1.     New desk audit scheduling letter
On October 2, 2014, the OFCCP issued a new scheduling letter to be used in desk audits beginning October 15, 2014. The new scheduling letter requires individual compensation data as of the date of the workforce analysis in the AAP (rather than aggregate, annualized compensation data). That compensation data must include columns for hours worked, incentive pay, merit increases, locality pay, and overtime. Second, contractors can no longer identify applicants and employees by “minority” and “non-minority” but must provide specific race or ethnicity information. Data must be provided electronically if it is maintained electronically. In addition, OFCCP will require submission of accommodation policies, assessment of personnel processes, and an assessment of physical and mental qualifications. The new scheduling letter also requires new data on veterans (benchmark information and documentation of required audits) and disabled individuals (utilization analysis and documentation of required audits).

2.     VETS-100A and VETS-100 replaced by VETS-4212 in 2015
On September 25, 2014, OFCCP announced that the VETS-100A and VETS-100 will be replaced in 2015 by a VETS-4212 Form. The requirement to report on categories of veterans will end, and contractors will only be required to report on aggregate numbers of “protected veterans” by EEO category.

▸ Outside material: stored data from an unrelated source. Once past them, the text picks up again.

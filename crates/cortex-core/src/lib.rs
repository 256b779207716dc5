//! Domain models and pure state machines for the Cortex client.
//!
//! This crate holds everything the orchestration layer reasons about without
//! performing I/O: the session lifecycle, resource snapshots, the focus-timer
//! state machine, the bounded notification queue, overlay coordination, and
//! the command palette. Network and persistence live in `cortex-gateway`;
//! scheduling and wiring live in `cortex-app`.

pub mod chat;
pub mod credential;
pub mod dashboard;
pub mod error;
pub mod event;
pub mod focus;
pub mod insight;
pub mod note;
pub mod notification;
pub mod overlay;
pub mod palette;
pub mod search;
pub mod session;
pub mod task;
pub mod user;

// Re-export common error type
pub use error::{CortexError, Result};
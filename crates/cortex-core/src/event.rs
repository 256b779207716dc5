//! Calendar event domain model.

use serde::{Deserialize, Serialize};

/// A calendar event as returned by the API.
///
/// Start and end times arrive as ISO 8601 strings; parsing is deferred to
/// the calendar-day filter so a malformed timestamp degrades to "not today"
/// instead of failing the whole payload.
#[derive(Debug, Clone, PartialEq, Serialize, Deserialize)]
pub struct Event {
    pub id: i64,
    pub title: String,
    #[serde(default)]
    pub description: Option<String>,
    /// ISO 8601 start timestamp
    pub start_time: String,
    /// ISO 8601 end timestamp
    pub end_time: String,
    #[serde(default)]
    pub is_all_day: bool,
    #[serde(default)]
    pub is_online: bool,
    #[serde(default, skip_serializing_if = "Option::is_none")]
    pub location: Option<String>,
    #[serde(default = "default_color")]
    pub color: String,
}

fn default_color() -> String {
    "#3B82F6".to_string()
}

/// Payload for creating an event.
#[derive(Debug, Clone, Serialize, Deserialize)]
pub struct EventDraft {
    pub title: String,
    #[serde(default, skip_serializing_if = "Option::is_none")]
    pub description: Option<String>,
    pub start_time: String,
    pub end_time: String,
    #[serde(default)]
    pub is_online: bool,
}
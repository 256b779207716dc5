//! AI chat use case.
//!
//! Append-only conversation history. A failed assistant turn degrades to a
//! canned apology in the history rather than an error notification, so the
//! conversation never silently swallows a user message.

use cortex_core::chat::{ChatMessage, ChatRole};
use cortex_core::error::Result;
use cortex_gateway::ProductivityApi;
use std::sync::Arc;
use tokio::sync::RwLock;

const FALLBACK_REPLY: &str = "죄송합니다. 현재 AI 서비스에 문제가 있습니다.";

/// Use case for the AI chat panel.
pub struct ChatUseCase {
    api: Arc<dyn ProductivityApi>,
    history: Arc<RwLock<Vec<ChatMessage>>>,
}

impl ChatUseCase {
    pub fn new(api: Arc<dyn ProductivityApi>, history: Arc<RwLock<Vec<ChatMessage>>>) -> Self {
        Self { api, history }
    }

    /// Sends a user message and appends the assistant's reply.
    ///
    /// Blank input is dropped. The user message is appended before the
    /// request goes out; when the request fails, the apology takes the
    /// assistant slot and the call still returns `Ok`.
    pub async fn send(&self, message: &str) -> Result<()> {
        let message = message.trim();
        if message.is_empty() {
            return Ok(());
        }

        self.history
            .write()
            .await
            .push(ChatMessage::now(ChatRole::User, message));

        let reply = match self.api.ai_chat(message).await {
            Ok(reply) => reply.response,
            Err(err) => {
                tracing::debug!(target: "chat", error = %err, "assistant turn failed");
                FALLBACK_REPLY.to_string()
            }
        };

        self.history
            .write()
            .await
            .push(ChatMessage::now(ChatRole::Assistant, reply));
        Ok(())
    }

    /// Snapshot of the conversation, oldest first.
    pub async fn history(&self) -> Vec<ChatMessage> {
        self.history.read().await.clone()
    }
}
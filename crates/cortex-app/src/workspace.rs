//! In-memory workspace caches.
//!
//! One snapshot of everything the signed-in user sees: dashboard summary,
//! resource lists, and the insight feed. Cleared wholesale on logout.

use cortex_core::dashboard::DashboardSummary;
use cortex_core::event::Event;
use cortex_core::insight::InsightFeed;
use cortex_core::note::Note;
use cortex_core::task::Task;

/// Cached server state for the authenticated user.
#[derive(Debug, Clone, Default)]
pub struct Workspace {
    pub dashboard: Option<DashboardSummary>,
    /// Notes, newest first
    pub notes: Vec<Note>,
    pub tasks: Vec<Task>,
    pub events: Vec<Event>,
    pub insights: Option<InsightFeed>,
}

impl Workspace {
    /// Drops every cached resource.
    pub fn clear(&mut self) {
        *self = Self::default();
    }

    /// True when nothing has been loaded yet.
    pub fn is_empty(&self) -> bool {
        self.dashboard.is_none()
            && self.notes.is_empty()
            && self.tasks.is_empty()
            && self.events.is_empty()
            && self.insights.is_none()
    }
}
//! AI chat conversation types.

use chrono::Utc;
use serde::{Deserialize, Serialize};
use uuid::Uuid;

/// Represents the role of a message in the chat panel.
#[derive(Debug, Clone, Copy, PartialEq, Eq, Serialize, Deserialize)]
#[serde(rename_all = "lowercase")]
pub enum ChatRole {
    /// Message from the user.
    User,
    /// Message from the AI assistant.
    Assistant,
}

/// A single message in the chat panel's append-only history.
#[derive(Debug, Clone, PartialEq, Serialize, Deserialize)]
pub struct ChatMessage {
    /// Client-generated identifier (the server does not id chat turns)
    pub id: Uuid,
    /// The role of the message sender.
    pub role: ChatRole,
    /// The content of the message.
    pub content: String,
    /// Timestamp when the message was created (ISO 8601 format).
    pub timestamp: String,
}

impl ChatMessage {
    /// Creates a message stamped with the current time.
    pub fn now(role: ChatRole, content: impl Into<String>) -> Self {
        Self {
            id: Uuid::new_v4(),
            role,
            content: content.into(),
            timestamp: Utc::now().to_rfc3339(),
        }
    }
}
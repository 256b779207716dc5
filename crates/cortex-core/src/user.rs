//! User profile domain model.

use serde::{Deserialize, Serialize};

/// Identity snapshot for the signed-in user.
///
/// This is an immutable snapshot: it is replaced wholesale whenever the
/// profile is refreshed, never mutated field by field.
#[derive(Debug, Clone, PartialEq, Serialize, Deserialize)]
pub struct UserProfile {
    /// Unique user identifier
    pub id: i64,
    /// Account email address
    pub email: String,
    /// Display name
    pub username: String,
    /// Subscription plan (e.g. "free", "pro")
    #[serde(default = "default_plan")]
    pub plan: String,
    /// Avatar image URL, if the account has one
    #[serde(default, skip_serializing_if = "Option::is_none")]
    pub avatar_url: Option<String>,
}

fn default_plan() -> String {
    "free".to_string()
}
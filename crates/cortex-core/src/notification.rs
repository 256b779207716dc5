//! Transient notification queue.
//!
//! A bounded, newest-first sequence of user-facing messages. The queue
//! itself is pure state; the 3-second TTL expiry is scheduled by the
//! application layer against the entry id returned from [`NotificationQueue::enqueue`].

use chrono::Utc;
use serde::{Deserialize, Serialize};

/// Maximum number of entries held at once; older entries are evicted.
pub const NOTIFICATION_CAPACITY: usize = 10;

/// Severity of a notification.
#[derive(Debug, Clone, Copy, PartialEq, Eq, Serialize, Deserialize)]
#[serde(rename_all = "lowercase")]
pub enum NotificationKind {
    Info,
    Success,
    Warning,
    Error,
}

/// A single queued notification.
#[derive(Debug, Clone, PartialEq, Serialize, Deserialize)]
pub struct NotificationEntry {
    /// Monotonic id, unique for the lifetime of the queue.
    ///
    /// Deliberately not wall-clock based: two entries enqueued within the
    /// same millisecond must still get distinct ids.
    pub id: u64,
    pub message: String,
    pub kind: NotificationKind,
    /// Creation timestamp (ISO 8601 format)
    pub created_at: String,
}

/// Bounded ordered notification sequence, newest first.
#[derive(Debug, Clone, Default)]
pub struct NotificationQueue {
    entries: Vec<NotificationEntry>,
    next_id: u64,
}

impl NotificationQueue {
    /// Creates an empty queue.
    pub fn new() -> Self {
        Self::default()
    }

    /// Prepends a new entry and returns its id.
    ///
    /// Anything beyond [`NOTIFICATION_CAPACITY`] is dropped silently from
    /// the old end.
    pub fn enqueue(&mut self, message: impl Into<String>, kind: NotificationKind) -> u64 {
        let id = self.next_id;
        self.next_id += 1;
        self.entries.insert(
            0,
            NotificationEntry {
                id,
                message: message.into(),
                kind,
                created_at: Utc::now().to_rfc3339(),
            },
        );
        self.entries.truncate(NOTIFICATION_CAPACITY);
        id
    }

    /// Removes the entry with the given id.
    ///
    /// Returns false if it was already gone (evicted by capacity), in which
    /// case this is a no-op.
    pub fn remove(&mut self, id: u64) -> bool {
        let before = self.entries.len();
        self.entries.retain(|entry| entry.id != id);
        self.entries.len() != before
    }

    /// Current entries, newest first.
    pub fn entries(&self) -> &[NotificationEntry] {
        &self.entries
    }

    /// Number of queued entries.
    pub fn len(&self) -> usize {
        self.entries.len()
    }

    /// True when nothing is queued.
    pub fn is_empty(&self) -> bool {
        self.entries.is_empty()
    }

    /// Drops every entry.
    pub fn clear(&mut self) {
        self.entries.clear();
    }
}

3.     E.O. 13665 – Prohibiting discrimination for discussing compensation
On September 17, 2014, OFCCP issued a proposed rule implementing Executive Order 13665 prohibiting federal contractors from discharging or discriminating against employees and job applicants for discussing, disclosing, or inquiring about their own compensation or the compensation of another employee or applicant. The proposed rule mandates inclusion of the requirement in covered contracts. The proposed rule also requires that federal contractors incorporate the nondiscrimination provision into their existing employee manuals or handbooks, and disseminate the nondiscrimination provision to employees and to job applicants. There is an exception to the requirement where the employee or applicant makes the disclosure based on information obtained in the course of performing his or her essential job functions—e.g., payroll and human resources employees. Comments on the proposed rule are due by December 16, 2014.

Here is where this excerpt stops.